Freelance writer Amanda Hirsch, former editorial director of PBS Interactive, blogs about documentaries and the Web in her weekly column, Outside the Frame.
After reading my previous column, someone asked me why OnBeing, the washingtpost.com interactive project, meets my criteria for being more than “video plopped on a webpage.” It’s a fair question: after all, the series is comprised of a collection of video clips embedded within Web pages.
The question made me think more about how I evaluate multimedia storytelling. In thinking through the answers, I clarified — to myself and now to you — what works for me, and what doesn’t. I hope the examples below give you a more concrete idea of examples of good multimedia storytelling/visual journalism. As always, let me know if you agree or disagree, and what other criteria you use when looking at websites.
So am I a hypocrite for lauding OnBeing? Well, the answer is: yes and no. “Yes” if we’re looking at the surface of things, but “no,” if we look at the details of OnBeing’s design. To illustrate what I mean, let’s look at an example of what, in my mind, constitutes video “plopped” on a Web page, from Discovery’s Pompeii website:
In this example, you have a standard website design: title graphic at the top, navigation links down the left, and in the body of the page, a video player. The video is well done (and, it seems, produced expressly for the Web) and a nice complement to other content on the site, but the site expresses itself as a collection of related elements instead of a unified narrative. Nothing in the design knits the video into a larger experience — one that would engage the user on a deeper level and leave a more lasting impression. (Imagine your favorite documentary expressed in this fashion.)
For contrast, here is OnBeing:
Here, each video is part of a carousel-style design that implies the interconnectivity of the stories while allowing the user to dive directly into stories of primary interest. Mousing over one of the thumbnails plays a short clip that introduces the voice of the video’s subject. The site’s interface weaves the video together with simple, clear introductory text and user comments to tell a story that strikes a balance between director-driven — the contents of each video have been carefully edited; and user-driven — I can select which videos to watch, in a manner that does not remove me from the storytelling environment. In the end, OnBeing seamlessly blends the perspectives of the subjects and the end user.
The content of each video itself also feels like it was conceptualized for the Web: it’s short, intimate, fast-paced and well suited to both the user’s proximity to the content (close to the screen, not across the room on a couch) and the typical online attention span.

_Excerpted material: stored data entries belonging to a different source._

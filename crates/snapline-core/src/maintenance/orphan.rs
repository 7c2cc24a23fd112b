//! Orphan file sweep.
//!
//! Removes files under the table location that no retained snapshot and no
//! metadata version references, typically left behind by failed or
//! abandoned commits:
//!
//! 1. **List files**: everything under the table root
//! 2. **Get referenced**: every file reachable from a retained snapshot, plus
//!    every metadata version file and the version hint
//! 3. **Find orphans**: unreferenced files older than the safety window
//! 4. **Delete**: per-file failures are logged and skipped

use crate::model::TableMetadata;
use crate::table::{StoredFile, TableStore, DATA_DIR, VERSION_HINT};
use crate::txlog::{TransactionEntry, TransactionLog};
use crate::{Error, Result};
use chrono::{DateTime, Duration, Utc};
use std::collections::HashSet;
use std::sync::Arc;
use tracing::{debug, info, warn};

/// Information about a potential orphan file.
#[derive(Debug, Clone, PartialEq, Eq)]
pub struct OrphanCandidate {
    /// Path relative to the table root
    pub path: String,
    /// File size in bytes
    pub size_bytes: u64,
    /// Last modification time
    pub modified_at: DateTime<Utc>,
    /// File type
    pub file_type: OrphanFileType,
}

/// Types of files that can become orphaned.
#[derive(Debug, Clone, Copy, PartialEq, Eq)]
pub enum OrphanFileType {
    /// Data file
    DataFile,
    /// Manifest
    Manifest,
    /// Manifest list
    ManifestList,
    /// Partition statistics
    Statistics,
    /// Table metadata or version hint
    Metadata,
    /// Unknown file type
    Unknown,
}

impl OrphanFileType {
    /// Classify a path relative to the table root.
    pub fn classify(path: &str) -> Self {
        let name = path.rsplit('/').next().unwrap_or(path);
        if path.starts_with(DATA_DIR) && path[DATA_DIR.len()..].starts_with('/') {
            OrphanFileType::DataFile
        } else if name.ends_with(".manifest.json") {
            OrphanFileType::Manifest
        } else if name.starts_with("snap-") {
            OrphanFileType::ManifestList
        } else if name.starts_with("stats-") {
            OrphanFileType::Statistics
        } else if path == VERSION_HINT || TableStore::parse_metadata_version(path).is_some() {
            OrphanFileType::Metadata
        } else {
            OrphanFileType::Unknown
        }
    }
}

/// Orphans grouped by file type.
#[derive(Debug, Clone, Default, PartialEq, Eq)]
pub struct OrphanSummary {
    /// Data files
    pub data_files: usize,
    /// Bytes in data files
    pub data_file_bytes: u64,
    /// Manifests
    pub manifests: usize,
    /// Manifest lists
    pub manifest_lists: usize,
    /// Statistics files
    pub statistics: usize,
    /// Unknown files
    pub unknown: usize,
}

/// Result of an orphan sweep.
#[derive(Debug, Clone, Default)]
pub struct OrphanSweepResult {
    /// Orphans found
    pub orphans: Vec<OrphanCandidate>,
    /// Files deleted
    pub files_deleted: usize,
    /// Bytes freed
    pub bytes_freed: u64,
    /// Files that failed to delete
    pub failed_deletions: Vec<(String, String)>,
    /// Orphans grouped by type
    pub summary: OrphanSummary,
}

/// Deletes unreferenced files older than a safety window.
pub struct OrphanSweeper {
    store: TableStore,
    older_than_ms: u64,
    dry_run: bool,
    txlog: Option<Arc<TransactionLog>>,
}

impl OrphanSweeper {
    /// Create a sweeper that only touches files older than `older_than_ms`.
    pub fn new(store: TableStore, older_than_ms: u64) -> Self {
        Self {
            store,
            older_than_ms,
            dry_run: false,
            txlog: None,
        }
    }

    /// Report orphans without deleting them.
    pub fn dry_run(mut self, dry_run: bool) -> Self {
        self.dry_run = dry_run;
        self
    }

    /// Record sweeps in the commit journal.
    pub fn with_txlog(mut self, txlog: Arc<TransactionLog>) -> Self {
        self.txlog = Some(txlog);
        self
    }

    /// Sweep against the current time.
    pub async fn run(&self) -> Result<OrphanSweepResult> {
        self.run_at(Utc::now()).await
    }

    /// Sweep, treating files modified before `now - older_than` as eligible.
    pub async fn run_at(&self, now: DateTime<Utc>) -> Result<OrphanSweepResult> {
        let metadata = self.store.load_metadata().await?;
        let referenced = self.build_referenced_files(&metadata).await?;
        let all_files = self.store.list(None).await?;
        let window = Duration::milliseconds(i64::try_from(self.older_than_ms).unwrap_or(i64::MAX / 2));
        let cutoff = now
            .checked_sub_signed(window)
            .unwrap_or(DateTime::<Utc>::MIN_UTC);

        let orphans = Self::find_orphans(&all_files, &referenced, cutoff);
        let summary = Self::group_by_type(&orphans);

        debug!(
            location = %self.store.location(),
            total_files = all_files.len(),
            referenced = referenced.len(),
            orphans = orphans.len(),
            "Orphan scan complete"
        );

        let mut result = OrphanSweepResult {
            summary,
            ..Default::default()
        };

        if self.dry_run {
            info!(orphans = orphans.len(), "Dry run, no files deleted");
            result.orphans = orphans;
            return Ok(result);
        }

        for orphan in &orphans {
            match self.store.delete(&orphan.path).await {
                Ok(()) | Err(Error::NotFound(_)) => {
                    result.files_deleted += 1;
                    result.bytes_freed += orphan.size_bytes;
                    debug!(
                        path = %orphan.path,
                        size_bytes = orphan.size_bytes,
                        file_type = ?orphan.file_type,
                        "Deleted orphan file"
                    );
                }
                Err(e) => {
                    warn!(path = %orphan.path, error = %e, "Failed to delete orphan file, continuing");
                    result
                        .failed_deletions
                        .push((orphan.path.clone(), e.to_string()));
                }
            }
        }
        result.orphans = orphans;

        if let Some(txlog) = &self.txlog {
            txlog.append(TransactionEntry::OrphansRemoved {
                table_location: self.store.location().to_string(),
                files_deleted: result.files_deleted,
                failed: result.failed_deletions.len(),
                timestamp: Utc::now(),
            })?;
        }

        info!(
            files_deleted = result.files_deleted,
            bytes_freed = result.bytes_freed,
            failed = result.failed_deletions.len(),
            "Orphan file cleanup completed"
        );

        Ok(result)
    }

    /// Every path reachable from the retained snapshots and metadata.
    ///
    /// A retained snapshot whose manifest list or manifest cannot be read
    /// aborts the sweep.
    async fn build_referenced_files(&self, metadata: &TableMetadata) -> Result<HashSet<String>> {
        let mut referenced: HashSet<String> = HashSet::new();
        referenced.insert(VERSION_HINT.to_string());
        for version in self.store.list_metadata_versions().await? {
            referenced.insert(TableStore::metadata_path(version));
        }

        for snapshot in &metadata.snapshots {
            referenced.extend(snapshot.metadata_files().map(str::to_string));
            let list = self.store.read_manifest_list(&snapshot.manifest_list).await?;
            for manifest_file in list.manifests {
                let manifest = self.store.read_manifest(&manifest_file.path).await?;
                referenced.extend(manifest.live_entries().map(|e| e.file.path.clone()));
                referenced.insert(manifest_file.path);
            }
        }

        Ok(referenced)
    }

    /// Unreferenced files modified before `cutoff`.
    pub fn find_orphans(
        all_files: &[StoredFile],
        referenced: &HashSet<String>,
        cutoff: DateTime<Utc>,
    ) -> Vec<OrphanCandidate> {
        all_files
            .iter()
            .filter(|f| !referenced.contains(&f.path) && f.last_modified < cutoff)
            .map(|f| OrphanCandidate {
                path: f.path.clone(),
                size_bytes: f.size_bytes,
                modified_at: f.last_modified,
                file_type: OrphanFileType::classify(&f.path),
            })
            .collect()
    }

    /// Group orphans by file type for reporting.
    pub fn group_by_type(orphans: &[OrphanCandidate]) -> OrphanSummary {
        let mut summary = OrphanSummary::default();
        for orphan in orphans {
            match orphan.file_type {
                OrphanFileType::DataFile => {
                    summary.data_files += 1;
                    summary.data_file_bytes += orphan.size_bytes;
                }
                OrphanFileType::Manifest => summary.manifests += 1,
                OrphanFileType::ManifestList => summary.manifest_lists += 1,
                OrphanFileType::Statistics => summary.statistics += 1,
                OrphanFileType::Metadata | OrphanFileType::Unknown => summary.unknown += 1,
            }
        }
        summary
    }
}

Don’t get me wrong, I’m not saying this is the be-all, end-all of multimedia documentary storytelling. I just hold it up as an example of a site that, I think, is testing the boundaries of online storytelling instead of simply creating a video and making it available online.
This week, I started following Tom Kennedy (who I mentioned last week) on Twitter, where he commented:
“Visual journalism is as important to handling the data glut and information noise as text. Both need to survive media co. failures.”
The man speaks truth. There is an urgent need for visual journalism, and in my mind, the best visual journalism is that which is not only compelling, but also relevant, in that it meets people where they are — and people, today, and into the future, are online.